All of these can have significant implications for an organisation’s web presence. However, you may still not be convinced this is a part of the web designer’s role. This is one reason I prefer the term “web consultant” because organisations these days need more than a designer. I’ll explain more next time.

Organisation Theory

It may at one time have been enough to be a techie, to understand the subtleties of mark-up languages and other coding. But the reality is the days of amazing flash animations are almost over. There may be a few designers doing this stuff but it is not what most organisations need.  Arguably, you will find knowledge of organisation theory more helpful than website development.

You see, only a few years ago web design was peripheral to most organisations. A website was an extra something you had because … well everyone else had one.  Whilst many organisations, especially in the third sector, haven’t understood the revolution happening around them, the trend is relentless and anyone who doesn’t get it will lose out.

Why You Need Organisation Theory to Explain Why Websites Don’t Work!

The fact is, if you are not going to take your organisation’s web presence seriously you are better off not being online at all. For many groups that may be the best solution. Why waste time and effort maintaining some online system that you don’t really need?

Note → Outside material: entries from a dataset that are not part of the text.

//! Error types for the generator.
//!
//! Both generator errors are precondition violations: the schema and the
//! requested row counts are fixed inputs, so neither error is retried and a
//! failed scenario leaves no partially-written file pair behind.

use std::io;

#[derive(Debug, thiserror::Error)]
pub enum GenError {
    /// The schema declares a column type the engine does not recognize.
    #[error("unknown column type: {0}")]
    UnknownColumnType(String),

    /// A row index exceeds the representable range of a bounded TEXT column.
    /// Continuing would silently emit duplicate or mis-ordered values.
    #[error("cannot generate TEXT({max_len}) value for index {index}: exceeds 62^{max_len}")]
    ValueCapacityExceeded { index: u64, max_len: u32 },

    #[error(transparent)]
    Io(#[from] io::Error),
}
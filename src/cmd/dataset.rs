use crate::dataset;
use crate::rows::OrderMode;
use crate::schema::Schema;
use indicatif::{ProgressBar, ProgressStyle};
use rand::SeedableRng;
use rand_chacha::ChaCha8Rng;
use std::path::PathBuf;
use std::time::Instant;

pub fn run(
    schema: PathBuf,
    data_dir: PathBuf,
    rows: u64,
    seed: u64,
    progress: bool,
) -> anyhow::Result<()> {
    let schema = Schema::load(&schema)?;
    if schema.tables.is_empty() {
        anyhow::bail!("schema declares no tables");
    }
    std::fs::create_dir_all(&data_dir)?;

    let pb = if progress {
        let pb = ProgressBar::new(schema.tables.len() as u64 * 2);
        pb.set_style(
            ProgressStyle::with_template(
                "{spinner:.green} [{elapsed_precise}] [{bar:40.cyan/blue}] {pos}/{len} {msg}",
            )
            .unwrap()
            .progress_chars("#>-"),
        );
        Some(pb)
    } else {
        None
    };

    let start_time = Instant::now();

    // One seeded source for the whole phase, consumed in a fixed order:
    // tables in declaration order, sequential dataset before random.
    let mut rng = ChaCha8Rng::seed_from_u64(seed);
    let mut written = 0usize;
    for table in &schema.tables {
        for mode in OrderMode::BOTH {
            if let Some(pb) = &pb {
                pb.set_message(dataset::file_name(&table.name, mode));
            }
            dataset::write_table(&data_dir, table, mode, rows, &mut rng)?;
            written += 1;
            if let Some(pb) = &pb {
                pb.inc(1);
            }
        }
    }

    if let Some(pb) = &pb {
        pb.finish_and_clear();
    }
    println!(
        "Wrote {} dataset files ({} rows each) to {} in {:.2}s",
        written,
        rows,
        data_dir.display(),
        start_time.elapsed().as_secs_f64()
    );
    Ok(())
}
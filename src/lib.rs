//! Deterministic SQL stress-test generator.
//!
//! Produces synthetic datasets and matching SQL scripts with precomputed
//! expected results, used to validate a database engine under
//! insert/update/delete workloads at varying scale and ordering. For a
//! fixed seed, two independent runs are byte-for-byte identical.

pub mod dataset;
pub mod emitter;
pub mod error;
pub mod rows;
pub mod scenario;
pub mod schema;
pub mod value;

pub use error::GenError;
pub use rows::{OrderMode, RowComposer};
pub use schema::{Column, ColumnType, FlagRate, LogicalTable, Schema, TableVariant};
pub use value::{SqlValue, ValueGen};
//! Order-preserving value generators.
//!
//! Each SQL column type maps to a pure function from a row index to a value,
//! with the guarantee that for any `i1 < i2` within capacity,
//! `value(i1) < value(i2)` under the type's natural ordering:
//!
//! * `INT` — the index itself.
//! * `REAL` — `index + r` with `r` drawn uniformly from `[0, 1)`; ordering
//!   holds because `i + r < i + 1 <= (i + 1) + r'`.
//! * `TEXT(n)` — the index rendered in base 62 with the alphabet
//!   `0-9A-Za-z`, whose character order equals its sort order. No padding:
//!   padded strings would compare wrongly across length boundaries, so the
//!   declared length is only a capacity bound, never a formatting width.
//!
//! The `REAL` draw consumes the seeded source passed by the caller, so value
//! generation is reproducible as long as call order is fixed (see
//! `crate::dataset` for the documented consumption order).

use crate::error::GenError;
use crate::schema::ColumnType;
use rand::Rng;

/// Base-62 alphabet in ascending ASCII order.
pub const ALPHABET: &[u8; 62] = b"0123456789ABCDEFGHIJKLMNOPQRSTUVWXYZabcdefghijklmnopqrstuvwxyz";

/// A generated SQL value, rendered into statements and dataset lines.
#[derive(Debug, Clone, PartialEq)]
pub enum SqlValue {
    Int(i64),
    Real(f64),
    Text(String),
}

impl SqlValue {
    /// Render as a SQL literal. Text is double-quoted (the dialect under
    /// test accepts `"..."` string literals); generated text is base-62
    /// alphanumeric, so no escaping is required.
    pub fn render(&self) -> String {
        match self {
            SqlValue::Int(n) => n.to_string(),
            SqlValue::Real(x) => x.to_string(),
            SqlValue::Text(s) => format!("\"{}\"", s),
        }
    }
}

/// Type-directed value generator. One variant per column type, holding
/// whatever the deterministic value function needs.
#[derive(Debug, Clone, Copy, PartialEq)]
pub enum ValueGen {
    Int,
    Real,
    Text { max_len: u32 },
}

impl ValueGen {
    pub fn for_type(ty: ColumnType) -> Self {
        match ty {
            ColumnType::Int => ValueGen::Int,
            ColumnType::Real => ValueGen::Real,
            ColumnType::Text(max_len) => ValueGen::Text { max_len },
        }
    }

    /// Value at `index`. `REAL` consumes one uniform draw from `rng`.
    pub fn value<R: Rng>(&self, index: u64, rng: &mut R) -> Result<SqlValue, GenError> {
        match *self {
            ValueGen::Int => Ok(SqlValue::Int(index as i64)),
            ValueGen::Real => Ok(SqlValue::Real(index as f64 + rng.random::<f64>())),
            ValueGen::Text { max_len } => {
                if let Some(capacity) = text_capacity(max_len) {
                    if index >= capacity {
                        return Err(GenError::ValueCapacityExceeded { index, max_len });
                    }
                }
                Ok(SqlValue::Text(encode_base62(index)))
            }
        }
    }
}

/// Number of distinct values a `TEXT(max_len)` column can hold, or `None`
/// when `62^max_len` exceeds `u64` (every representable index fits).
pub fn text_capacity(max_len: u32) -> Option<u64> {
    62u64.checked_pow(max_len)
}

/// Render `index` in base 62, most significant digit first, unpadded.
pub fn encode_base62(index: u64) -> String {
    if index == 0 {
        return "0".to_string();
    }
    let mut digits = Vec::new();
    let mut rest = index;
    while rest > 0 {
        digits.push(ALPHABET[(rest % 62) as usize]);
        rest /= 62;
    }
    digits.reverse();
    // Digits come straight from ALPHABET, always valid UTF-8.
    String::from_utf8(digits).unwrap_or_default()
}

/// Inverse of [`encode_base62`]. Returns `None` for the empty string or any
/// character outside the alphabet.
pub fn decode_base62(s: &str) -> Option<u64> {
    if s.is_empty() {
        return None;
    }
    let mut value: u64 = 0;
    for b in s.bytes() {
        let digit = ALPHABET.iter().position(|&c| c == b)? as u64;
        value = value.checked_mul(62)?.checked_add(digit)?;
    }
    Some(value)
}

#[cfg(test)]
mod tests {
    use super::*;
    use rand::SeedableRng;
    use rand_chacha::ChaCha8Rng;

    #[test]
    fn int_values_are_strictly_increasing() {
        let mut rng = ChaCha8Rng::seed_from_u64(1);
        let gen = ValueGen::Int;
        for i in 0..1000u64 {
            let a = gen.value(i, &mut rng).unwrap();
            let b = gen.value(i + 1, &mut rng).unwrap();
            match (a, b) {
                (SqlValue::Int(a), SqlValue::Int(b)) => assert!(a < b),
                _ => panic!("expected int values"),
            }
        }
    }

    #[test]
    fn real_values_are_strictly_increasing() {
        let mut rng = ChaCha8Rng::seed_from_u64(2);
        let gen = ValueGen::Real;
        let mut prev = f64::NEG_INFINITY;
        for i in 0..1000u64 {
            match gen.value(i, &mut rng).unwrap() {
                SqlValue::Real(x) => {
                    assert!(x > prev, "value at {} not increasing", i);
                    assert!(x >= i as f64 && x < (i + 1) as f64);
                    prev = x;
                }
                _ => panic!("expected real value"),
            }
        }
    }

    #[test]
    fn text_values_sort_like_their_indices() {
        let mut rng = ChaCha8Rng::seed_from_u64(3);
        let gen = ValueGen::Text { max_len: 8 };
        let mut prev = String::new();
        for i in 0..5000u64 {
            match gen.value(i, &mut rng).unwrap() {
                SqlValue::Text(s) => {
                    if i > 0 {
                        assert!(prev < s, "{:?} !< {:?} at index {}", prev, s, i);
                    }
                    prev = s;
                }
                _ => panic!("expected text value"),
            }
        }
    }

    #[test]
    fn base62_encoding_is_unpadded() {
        assert_eq!(encode_base62(0), "0");
        assert_eq!(encode_base62(9), "9");
        assert_eq!(encode_base62(10), "A");
        assert_eq!(encode_base62(35), "Z");
        assert_eq!(encode_base62(36), "a");
        assert_eq!(encode_base62(61), "z");
        assert_eq!(encode_base62(62), "10");
        assert_eq!(encode_base62(62 * 62), "100");
    }

    #[test]
    fn base62_round_trips() {
        for i in (0..100_000u64).step_by(37) {
            assert_eq!(decode_base62(&encode_base62(i)), Some(i));
        }
        assert_eq!(decode_base62(&encode_base62(u64::MAX)), Some(u64::MAX));
        assert_eq!(decode_base62(""), None);
        assert_eq!(decode_base62("a b"), None);
    }

    #[test]
    fn text_capacity_is_enforced() {
        let mut rng = ChaCha8Rng::seed_from_u64(4);
        let gen = ValueGen::Text { max_len: 2 };
        // 62^2 - 1 is the last representable index.
        assert!(gen.value(62 * 62 - 1, &mut rng).is_ok());
        match gen.value(62 * 62, &mut rng) {
            Err(GenError::ValueCapacityExceeded { index, max_len }) => {
                assert_eq!(index, 62 * 62);
                assert_eq!(max_len, 2);
            }
            other => panic!("expected capacity error, got {:?}", other),
        }
    }

    #[test]
    fn text_capacity_saturates_above_u64() {
        assert_eq!(text_capacity(2), Some(62 * 62));
        // 62^11 overflows u64, so any u64 index is representable.
        assert_eq!(text_capacity(11), None);
        let mut rng = ChaCha8Rng::seed_from_u64(5);
        let gen = ValueGen::Text { max_len: 11 };
        assert!(gen.value(u64::MAX, &mut rng).is_ok());
    }

    #[test]
    fn real_draws_are_reproducible_in_call_order() {
        let gen = ValueGen::Real;
        let mut rng1 = ChaCha8Rng::seed_from_u64(42);
        let mut rng2 = ChaCha8Rng::seed_from_u64(42);
        for i in 0..100u64 {
            assert_eq!(
                gen.value(i, &mut rng1).unwrap(),
                gen.value(i, &mut rng2).unwrap()
            );
        }
    }

    #[test]
    fn render_quotes_text_only() {
        assert_eq!(SqlValue::Int(7).render(), "7");
        assert_eq!(SqlValue::Text("7".into()).render(), "\"7\"");
        assert_eq!(SqlValue::Real(1.5).render(), "1.5");
    }
}
use criterion::{criterion_group, criterion_main, BenchmarkId, Criterion, Throughput};
use rand::SeedableRng;
use rand_chacha::ChaCha8Rng;
use sql_stress_gen::rows::{OrderMode, RowComposer};
use sql_stress_gen::schema::{Column, ColumnType, FlagRate};
use sql_stress_gen::value::{encode_base62, ValueGen};
use std::hint::black_box;

fn columns() -> Vec<Column> {
    vec![
        Column {
            name: "id".to_string(),
            ty: ColumnType::Int,
        },
        Column {
            name: "height".to_string(),
            ty: ColumnType::Real,
        },
        Column {
            name: "nickname".to_string(),
            ty: ColumnType::Text(16),
        },
    ]
}

fn bench_base62(c: &mut Criterion) {
    let mut group = c.benchmark_group("base62");
    for size in [1_000u64, 100_000, 10_000_000] {
        group.bench_with_input(BenchmarkId::new("encode", size), &size, |b, &size| {
            b.iter(|| {
                for i in (0..size).step_by(97) {
                    black_box(encode_base62(black_box(i)));
                }
            });
        });
    }
    group.finish();
}

fn bench_value_generation(c: &mut Criterion) {
    let mut group = c.benchmark_group("values");
    let gens = [ValueGen::Int, ValueGen::Real, ValueGen::Text { max_len: 16 }];
    for (name, gen) in ["int", "real", "text"].iter().zip(gens) {
        group.bench_function(*name, |b| {
            let mut rng = ChaCha8Rng::seed_from_u64(42);
            b.iter(|| {
                for i in 0..10_000u64 {
                    black_box(gen.value(black_box(i), &mut rng).unwrap());
                }
            });
        });
    }
    group.finish();
}

fn bench_row_composition(c: &mut Criterion) {
    let mut group = c.benchmark_group("rows");
    let cols = columns();
    for rows in [10_000u64, 100_000] {
        group.throughput(Throughput::Elements(rows));
        for mode in [OrderMode::Sequential, OrderMode::Random] {
            group.bench_with_input(
                BenchmarkId::new(mode.suffix(), rows),
                &rows,
                |b, &rows| {
                    b.iter(|| {
                        let mut rng = ChaCha8Rng::seed_from_u64(42);
                        let composer =
                            RowComposer::new(&cols, rows, mode, &FlagRate::ALL, &mut rng);
                        for row in composer {
                            black_box(row.unwrap());
                        }
                    });
                },
            );
        }
    }
    group.finish();
}

criterion_group!(
    benches,
    bench_base62,
    bench_value_generation,
    bench_row_composition
);
criterion_main!(benches);
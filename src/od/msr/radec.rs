/*
    Nyx, blazing fast astrodynamics
    Copyright (C) 2018-onwards Christopher Rabotin <christopher.rabotin@gmail.com>

    This program is free software: you can redistribute it and/or modify
    it under the terms of the GNU Affero General Public License as published
    by the Free Software Foundation, either version 3 of the License, or
    (at your option) any later version.

    This program is distributed in the hope that it will be useful,
    but WITHOUT ANY WARRANTY; without even the implied warranty of
    MERCHANTABILITY or FITNESS FOR A PARTICULAR PURPOSE.  See the
    GNU Affero General Public License for more details.

    You should have received a copy of the GNU Affero General Public License
    along with this program.  If not, see <https://www.gnu.org/licenses/>.
*/

use super::{
    DegenerateGeometrySnafu, EstimatedMeasurement, MeasurementAstroSnafu, MeasurementError,
    MeasurementStatus,
};
use crate::cosmic::{Cosm, Orbit, Spacecraft};
use crate::linalg::{Const, Matrix2x6, OVector, Vector2, U6};
use crate::od::GroundStation;
use crate::time::Epoch;
use crate::utils::between_0_tau;
use hyperdual::linalg::norm;
use hyperdual::{hyperspace_from_vector, Float, OHyperdual};
use snafu::{ensure, ResultExt};
use std::fmt;
use std::sync::Arc;

/// Below this distance to the celestial pole axis (in km), the right ascension of the line of sight is undefined.
const POLE_AXIS_TOL_KM: f64 = 1e-9;

/// An observed right ascension and declination of a spacecraft, seen from a ground station, in the inertial frame.
///
/// The observation does not account for the light time nor for aberration.
#[derive(Clone, Debug, PartialEq)]
pub struct AngularRaDec {
    pub station: Arc<GroundStation>,
    pub epoch: Epoch,
    /// Right ascension and declination, in radians
    pub observed: Vector2<f64>,
    /// One sigma of the right ascension and of the declination, in radians
    pub sigma: Vector2<f64>,
    pub weight: Vector2<f64>,
    pub target_id: String,
}

impl AngularRaDec {
    /// Initializes a new observation with unit weights.
    ///
    /// **Units:** radians
    pub fn new(
        station: Arc<GroundStation>,
        epoch: Epoch,
        ra_rad: f64,
        dec_rad: f64,
        sigma: Vector2<f64>,
        target_id: String,
    ) -> Self {
        Self {
            station,
            epoch,
            observed: Vector2::new(ra_rad, dec_rad),
            sigma,
            weight: Vector2::new(1.0, 1.0),
            target_id,
        }
    }

    /// Returns a copy of this observation with the provided weights
    pub fn with_weight(mut self, weight: Vector2<f64>) -> Self {
        self.weight = weight;
        self
    }

    pub fn ra_deg(&self) -> f64 {
        self.observed[0].to_degrees()
    }

    pub fn dec_deg(&self) -> f64 {
        self.observed[1].to_degrees()
    }

    /// Computes the geometric right ascension (between 0 and 2π) and declination of the provided inertial orbit
    /// seen from the station, and their partials with respect to the Cartesian state.
    pub fn compute(
        station: &GroundStation,
        rx: &Orbit,
        cosm: &Cosm,
    ) -> Result<(Vector2<f64>, Matrix2x6<f64>), MeasurementError> {
        let tx = station
            .position_gcrf_km(rx.epoch, cosm)
            .context(MeasurementAstroSnafu)?;
        let mut rho = rx.to_cartesian_vec();
        for i in 0..3 {
            rho[i] -= tx[i];
        }

        let los_xy_km = rho[0].hypot(rho[1]);
        ensure!(
            los_xy_km > POLE_AXIS_TOL_KM,
            DegenerateGeometrySnafu {
                epoch: rx.epoch,
                los_km: los_xy_km
            }
        );

        let hyperstate = hyperspace_from_vector(&rho);
        Ok(Self::compute_sensitivity(&hyperstate))
    }

    fn compute_sensitivity(
        state: &OVector<OHyperdual<f64, Const<7>>, U6>,
    ) -> (Vector2<f64>, Matrix2x6<f64>) {
        // Extract data from hyperspace
        let range_vec = state.fixed_rows::<3>(0).into_owned();

        let ra = range_vec[1].atan2(range_vec[0]);
        let dec = (range_vec[2] / norm(&range_vec)).asin();

        let mut fx = Vector2::zeros();
        let mut pmat = Matrix2x6::zeros();
        for i in 0..2 {
            let angle = if i == 0 { ra } else { dec };
            fx[i] = angle.real();
            for j in 1..7 {
                pmat[(i, j - 1)] = angle[j];
            }
        }
        fx[0] = between_0_tau(fx[0]);
        (fx, pmat)
    }

    /// Evaluates this observation at the provided trial state, adding the provided station biases (in radians).
    ///
    /// The estimated measurement is rejected if either weight is not positive or if the geometry is degenerate.
    pub fn estimate(&self, rx: &Spacecraft, cosm: &Cosm, bias: &Vector2<f64>) -> EstimatedMeasurement {
        match Self::compute(&self.station, &rx.orbit, cosm) {
            Ok((computed, h_tilde)) => {
                let status = if self.weight.iter().all(|w| *w > 0.0) {
                    MeasurementStatus::Processed
                } else {
                    MeasurementStatus::Rejected
                };
                EstimatedMeasurement {
                    epoch: self.epoch,
                    observed: self.observed,
                    estimated: Vector2::new(
                        between_0_tau(computed[0] + bias[0]),
                        computed[1] + bias[1],
                    ),
                    h_tilde,
                    status,
                }
            }
            Err(e) => {
                match e {
                    MeasurementError::DegenerateGeometry { .. } => {
                        debug!("{e}: rejecting observation of {}", self.target_id)
                    }
                    MeasurementError::MeasurementAstro { .. } => {
                        warn!("{e}: rejecting observation of {}", self.target_id)
                    }
                }
                EstimatedMeasurement {
                    epoch: self.epoch,
                    observed: self.observed,
                    estimated: self.observed,
                    h_tilde: Matrix2x6::zeros(),
                    status: MeasurementStatus::Rejected,
                }
            }
        }
    }
}

impl fmt::Display for AngularRaDec {
    fn fmt(&self, f: &mut fmt::Formatter) -> fmt::Result {
        write!(
            f,
            "{} @ {}: RA = {:.6} deg  Dec = {:.6} deg (from {})",
            self.target_id,
            self.epoch,
            self.ra_deg(),
            self.dec_deg(),
            self.station.name
        )
    }
}
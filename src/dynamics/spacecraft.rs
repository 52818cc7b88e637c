/*
    Nyx, blazing fast astrodynamics
    Copyright (C) 2018-onwards Christopher Rabotin <christopher.rabotin@gmail.com>

    This program is free software: you can redistribute it and/or modify
    it under the terms of the GNU Affero General Public License as published
    by the Free Software Foundation, either version 3 of the License, or
    (at your option) any later version.

    This program is distributed in the hope that it will be useful,
    but WITHOUT ANY WARRANTY; without even the implied warranty of
    MERCHANTABILITY or FITNESS FOR A PARTICULAR PURPOSE.  See the
    GNU Affero General Public License for more details.

    You should have received a copy of the GNU Affero General Public License
    along with this program.  If not, see <https://www.gnu.org/licenses/>.
*/

use super::orbital::{assemble_jacobian, OrbitalDynamics};
use super::{stm_derivative, Dynamics, DynamicsError, ForceModel};
use crate::cosmic::Spacecraft;
use crate::linalg::{Const, Matrix6, OVector, Vector6};
use crate::State;
use std::fmt;
use std::sync::Arc;

/// A generic spacecraft dynamics: the orbital dynamics plus the force models, whose forces are divided by the spacecraft mass.
#[derive(Clone)]
pub struct SpacecraftDynamics {
    pub orbital_dyn: OrbitalDynamics,
    pub force_models: Vec<Arc<dyn ForceModel>>,
}

impl SpacecraftDynamics {
    /// Initialize a spacecraft dynamics with the provided orbital dynamics and no force model.
    pub fn new(orbital_dyn: OrbitalDynamics) -> Self {
        Self {
            orbital_dyn,
            force_models: Vec::new(),
        }
    }

    /// Initialize the spacecraft dynamics with a single force model
    pub fn from_model(orbital_dyn: OrbitalDynamics, force_model: Arc<dyn ForceModel>) -> Self {
        Self::from_models(orbital_dyn, vec![force_model])
    }

    /// Initialize the spacecraft dynamics with the provided force models
    pub fn from_models(orbital_dyn: OrbitalDynamics, force_models: Vec<Arc<dyn ForceModel>>) -> Self {
        Self {
            orbital_dyn,
            force_models,
        }
    }

    /// Add a force model to these dynamics
    pub fn add_model(&mut self, force_model: Arc<dyn ForceModel>) {
        self.force_models.push(force_model);
    }

    fn check_mass(&self, sc: &Spacecraft) -> Result<(), DynamicsError> {
        if !self.force_models.is_empty() && sc.mass_kg <= 0.0 {
            return Err(DynamicsError::NonPositiveMass {
                model: format!("{self}"),
                mass_kg: sc.mass_kg,
            });
        }
        Ok(())
    }
}

impl fmt::Display for SpacecraftDynamics {
    fn fmt(&self, f: &mut fmt::Formatter) -> fmt::Result {
        let force_models: Vec<String> = self.force_models.iter().map(|x| format!("{x}")).collect();
        write!(
            f,
            "Spacecraft dynamics (with force models: {}) {}",
            force_models.join("; "),
            self.orbital_dyn
        )
    }
}

impl Dynamics for SpacecraftDynamics {
    type StateType = Spacecraft;

    fn eom(
        &self,
        delta_t_s: f64,
        state: &OVector<f64, Const<42>>,
        ctx: &Spacecraft,
    ) -> Result<OVector<f64, Const<42>>, DynamicsError> {
        let osc_sc = ctx.set_with_delta_seconds(delta_t_s, state);

        if ctx.orbit.stm.is_some() {
            let (d_x, grad) = self.dual_eom(delta_t_s, &osc_sc)?;
            return Ok(stm_derivative(&d_x, &grad, state));
        }

        self.check_mass(&osc_sc)?;
        let mut acc = self.orbital_dyn.acceleration(&osc_sc.orbit)?;
        for model in &self.force_models {
            acc += model.eom(&osc_sc)? / osc_sc.mass_kg;
        }

        if acc.iter().any(|x| !x.is_finite()) {
            return Err(DynamicsError::NonFiniteAcceleration {
                model: format!("{self}"),
                epoch: format!("{}", osc_sc.epoch()),
            });
        }

        let mut d_x = OVector::<f64, Const<42>>::zeros();
        d_x.fixed_rows_mut::<3>(0).copy_from(&osc_sc.orbit.velocity_km_s);
        d_x.fixed_rows_mut::<3>(3).copy_from(&acc);
        Ok(d_x)
    }

    fn dual_eom(
        &self,
        _delta_t_s: f64,
        ctx: &Spacecraft,
    ) -> Result<(Vector6<f64>, Matrix6<f64>), DynamicsError> {
        self.check_mass(ctx)?;
        let (mut acc, mut acc_grad) = self.orbital_dyn.dual_acceleration(&ctx.orbit)?;

        for model in &self.force_models {
            let (model_frc, model_grad) = model.dual_eom(ctx)?;
            acc += model_frc / ctx.mass_kg;
            acc_grad += model_grad / ctx.mass_kg;
        }

        if acc.iter().chain(acc_grad.iter()).any(|x| !x.is_finite()) {
            return Err(DynamicsError::NonFiniteAcceleration {
                model: format!("{self}"),
                epoch: format!("{}", ctx.epoch()),
            });
        }

        Ok(assemble_jacobian(&ctx.orbit.velocity_km_s, &acc, &acc_grad))
    }
}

I know of many organisations whose performance would be enhanced without their current online presence. There are various reasons for this. May be:

  • they don’t have a need for it,
  • decisions made years ago have lumbered them with an unsustainable system,
  • the time they devote to the work would be better directed elsewhere, or
  • they’re investing time in a system that isn’t right for them and never will be right for them.

Pulling out of a significant investment of time and money can be difficult even if it is in the organisation’s best interests.

Many groups don’t understand what websites can do for them and perhaps experience websites as millstones around their necks; websites as burdensome creators of unnecessary work and not as helpful tools.

This sequence will look at how your web presence shares in planning your organisation’s purpose. I shall explain why technical skills are less important than organisational skills in future posts.

So, what’s most important?  Web skills or understanding your organisation?